Compost on the fast track with Berkeley method 


Avid gardeners swear by the making and use of compost and those who want quicker compost availability can get it with the Berkeley compost method.

Julia Mitchell of Southern Alberta Permaculture shared her experiences in April with members of the University of Lethbridge community garden association.

She said the more labour intensive composting method can yield usable garden material within two to three weeks compared to the more traditional leave-alone method that can take a year or more.

Mitchell said the first step is to use material chopped into pieces of one half to 1.5 inches (2.5-3.8 cm). This is particularly important for woody materials but not as necessary with soft tissue waste such as spoiled fruit and vegetables.

Step two involves the ratio of carbon to nitrogen, recommended at 30:1.

“This ratio is very important,” said Mitchell. “If there is too little carbon, the nitrogen will be lost to the air.”

Composters should think of carbon as dry plant materials such as dry grass, straw and sawdust. Nitrogen is represented in wetter materials such as grass clippings, vegetable waste, coffee grounds and manure.

Mitchell recommended layering the two types of materials in the compost pile, pit or bin. Step three is to add water, aiming for 50 percent moisture content.

She achieves this by spraying each layer with a hose while layering compost materials.

“If it’s a sloppy mess and it smells, you have too much water,” said Mitchell.

The fourth step is heat. Some volume is needed to generate heat, caused by a reaction between the carbon and nitrogen, Mitchell said. She recommended building a pile three feet by three feet (0.9 x 0.9 metres) for manageable size.

Once the material is assembled and the pile has sat for several days, Mitchell said composters should be able to feel heat in the pile by sticking in their arm. A thermometer will also do the job, and the goal is to turn the pile before it exceeds 71 C.

Turning is the fifth step. This should be done every two days, putting the outside material from the pile into the middle. Less frequent turning will lengthen the compost process but it will still work, provided the pile does not get too hot, Mitchell said.

A high temperature kills the beneficial bacteria and can stop the compost process.

Monitoring is the sixth step, said Mitchell.

“You should see higher temperatures in your pile within 24 to 48 hours.”

Establish a pile or bin and do not keep adding to it because this disturbs the carbon to nitrogen ration. Store new material in another area with which to start a separate pile or bin, Mitchell said.

If more carbon appears to be needed at some stage, she recommended adding sawdust, which breaks down quickly.

Soil should not be added to the compost pile or bin, she said.

“It adds to the weight of your pile and doesn’t contribute to decomposition.”

She also advised against adding ashes from stoves or fireplaces, nor should manure from carnivorous animals be used because of associated pathogens.

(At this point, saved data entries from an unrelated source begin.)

//! Notification hooks
//!
//! User callbacks invoked around open, close and panel toggle transitions.
//! Each callback receives the widget itself, so it can query or drive it.

use serde::{Deserialize, Serialize};
use std::collections::HashMap;
use std::sync::Arc;

use toolslide_dom::NodeId;
use toolslide_panels::Panel;

use crate::widget::Toolslide;

#[derive(Debug, Clone, Copy, PartialEq, Eq, Hash, Serialize, Deserialize)]
#[serde(rename_all = "camelCase")]
pub enum WidgetEvent {
    BeforeOpen,
    AfterOpen,
    BeforeClose,
    AfterClose,
    BeforeToggle,
    AfterToggle,
}

impl WidgetEvent {
    pub const ALL: [WidgetEvent; 6] = [
        WidgetEvent::BeforeOpen,
        WidgetEvent::AfterOpen,
        WidgetEvent::BeforeClose,
        WidgetEvent::AfterClose,
        WidgetEvent::BeforeToggle,
        WidgetEvent::AfterToggle,
    ];

    pub fn as_str(&self) -> &'static str {
        match self {
            WidgetEvent::BeforeOpen => "beforeOpen",
            WidgetEvent::AfterOpen => "afterOpen",
            WidgetEvent::BeforeClose => "beforeClose",
            WidgetEvent::AfterClose => "afterClose",
            WidgetEvent::BeforeToggle => "beforeToggle",
            WidgetEvent::AfterToggle => "afterToggle",
        }
    }
}

impl std::fmt::Display for WidgetEvent {
    fn fmt(&self, f: &mut std::fmt::Formatter<'_>) -> std::fmt::Result {
        write!(f, "{}", self.as_str())
    }
}

impl std::str::FromStr for WidgetEvent {
    type Err = String;

    fn from_str(s: &str) -> Result<Self, Self::Err> {
        WidgetEvent::ALL
            .into_iter()
            .find(|event| event.as_str() == s)
            .ok_or_else(|| format!("Unknown widget event: {}", s))
    }
}

/// Arguments passed alongside a notification
#[derive(Debug, Clone, PartialEq, Eq)]
pub enum EventArgs {
    /// Open/close transitions carry the widget root
    Visibility { root: NodeId },
    /// Panel toggles carry the outgoing and incoming panels
    Toggle {
        previous: Option<Panel>,
        next: Panel,
    },
}

pub type ListenerFn = Arc<dyn Fn(&Toolslide, &EventArgs) + Send + Sync>;

/// Event name to callback mapping. At most one callback per event.
#[derive(Clone, Default)]
pub struct Listeners {
    handlers: HashMap<WidgetEvent, ListenerFn>,
}

impl Listeners {
    pub fn new() -> Self {
        Self::default()
    }

    /// Register `listener` for `event`, replacing any previous one
    pub fn on<F>(&mut self, event: WidgetEvent, listener: F)
    where
        F: Fn(&Toolslide, &EventArgs) + Send + Sync + 'static,
    {
        self.handlers.insert(event, Arc::new(listener));
    }

    pub fn with<F>(mut self, event: WidgetEvent, listener: F) -> Self
    where
        F: Fn(&Toolslide, &EventArgs) + Send + Sync + 'static,
    {
        self.on(event, listener);
        self
    }

    pub fn remove(&mut self, event: WidgetEvent) -> bool {
        self.handlers.remove(&event).is_some()
    }

    pub fn get(&self, event: WidgetEvent) -> Option<ListenerFn> {
        self.handlers.get(&event).cloned()
    }

    pub fn contains(&self, event: WidgetEvent) -> bool {
        self.handlers.contains_key(&event)
    }

    pub fn len(&self) -> usize {
        self.handlers.len()
    }

    pub fn is_empty(&self) -> bool {
        self.handlers.is_empty()
    }
}

impl std::fmt::Debug for Listeners {
    fn fmt(&self, f: &mut std::fmt::Formatter<'_>) -> std::fmt::Result {
        let mut events: Vec<&str> = self.handlers.keys().map(WidgetEvent::as_str).collect();
        events.sort_unstable();
        f.debug_struct("Listeners").field("events", &events).finish()
    }
}

#[cfg(test)]
mod tests {
    use super::*;

    #[test]
    fn test_event_names() {
        for event in WidgetEvent::ALL {
            assert_eq!(event.as_str().parse::<WidgetEvent>().unwrap(), event);
        }
        assert!("onOpen".parse::<WidgetEvent>().is_err());
        assert_eq!(
            serde_json::to_string(&WidgetEvent::BeforeToggle).unwrap(),
            "\"beforeToggle\""
        );
    }

    #[test]
    fn test_register_and_replace() {
        let mut listeners = Listeners::new().with(WidgetEvent::AfterOpen, |_, _| {});
        assert!(listeners.contains(WidgetEvent::AfterOpen));
        assert!(listeners.get(WidgetEvent::BeforeOpen).is_none());

        listeners.on(WidgetEvent::AfterOpen, |_, _| {});
        assert_eq!(listeners.len(), 1);

        assert!(listeners.remove(WidgetEvent::AfterOpen));
        assert!(listeners.is_empty());
        assert_eq!(format!("{:?}", listeners), "Listeners { events: [] }");
    }
}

If the process is working properly, the pile should smell like soil. It should be warm and when turned, white fungi should be visible in the material. Volume will shrink and the material will turn dark brown.

If all steps are followed, a three by three foot pile should yield about one wheelbarrow full of compost within two to three weeks.

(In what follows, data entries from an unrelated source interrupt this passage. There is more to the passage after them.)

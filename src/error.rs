//! Error types for the face tracking library.

use thiserror::Error;

/// Main error type for the library.
#[derive(Error, Debug)]
pub enum Error {
    /// Frame buffer does not match its declared layout.
    #[error("Invalid frame: {0}")]
    InvalidFrame(String),

    /// Frame source could not be opened.
    #[error("Frame source unavailable: {0}")]
    SourceUnavailable(String),

    /// Reading a frame failed mid-stream.
    #[error("Frame read failed: {0}")]
    ReadFailed(String),

    /// Detector backend failed.
    #[error("Detector error: {0}")]
    Detector(String),

    /// Display sink failed.
    #[error("Display error: {0}")]
    Display(String),

    /// Configuration is invalid.
    #[error("Configuration error: {0}")]
    Config(String),

    /// File I/O operation failed.
    #[error("IO error: {0}")]
    Io(#[from] std::io::Error),

    /// Configuration file is not valid TOML.
    #[error("TOML parse error: {0}")]
    TomlParse(#[from] toml::de::Error),

    /// `OpenCV` operation failed.
    #[cfg(feature = "opencv-backend")]
    #[error("OpenCV error: {0}")]
    OpenCV(#[from] opencv::Error),
}

/// Convenience type alias for Results with our Error type.
pub type Result<T> = std::result::Result<T, Error>;

impl From<std::convert::Infallible> for Error {
    fn from(never: std::convert::Infallible) -> Self {
        match never {}
    }
}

“It’s not a science,” said Mitchell. “You sort of have to do trial and error.”

She prefers establishing the pile on a hard surface so it is easier to move when turning. Piles can also be easier to turn than material in bins, though devices are available to help turn material in bins and containers.

Robert Raabe, a professor of plant pathology at the University of California, Berkeley, developed the Berkeley compost method.

  • Chop material
  • Establish 30:1 carbon and nitrogen ratio
  • Add moisture
  • Measure heat
  • Turn material every two days
  • Monitor the process
  • Use compost where desired
  • April Reeves

    This is a great method that works brilliantly, but it was not invented by someone recently. My parents taught me this 50 years ago. It’s not new. Sometimes I get tired of people hanging their hat on an idea that’s been around for centuries, teaching it to younger people that don’t know. Growing food isn’t about fame: it’s about connection to humanity and closing the circle from your own small plot…

  • Mike Skrotzki

    I don’t care for all the labor in this method. A compost pile shouldn’t take that much labor, at least mine dose not. Mine is one of the year composting piles.I like it to be a yearly thing.I grab it once a year, and then it starts all over again.I don’t put my compost in a box, just a big pile, flip it once every two or three weeks, add water, more scraps , Old folks like me don’t want the labor, I do screen mine, then add it to your garden.I used a box before , but it’s hard to stir. On the ground it’s easy, start where the old stuff is, and work to the new stuff

  • http://tadpoletalk.blogspot.com/ erin

    I am a compost lover. and realizing the more you turn it, the faster it works! We have a two compartment composter made from pallets, open on the top and sides. just add food scraps all winter and about now is when I get serious about turning, adding the right ingredients and making compost for this year’s garden. Nothing is better fertilizer!!
    Its so satisfying when your compost is done!
    :0)

    I say, teach away!! The younger generation has to learn somehow. Let everyone know that their yard scraps (grass clippings, leaves, food scraps…) are golden and not a nuisance!

  • CJ

    What is that plastic sheeting called that’s on the composter lid?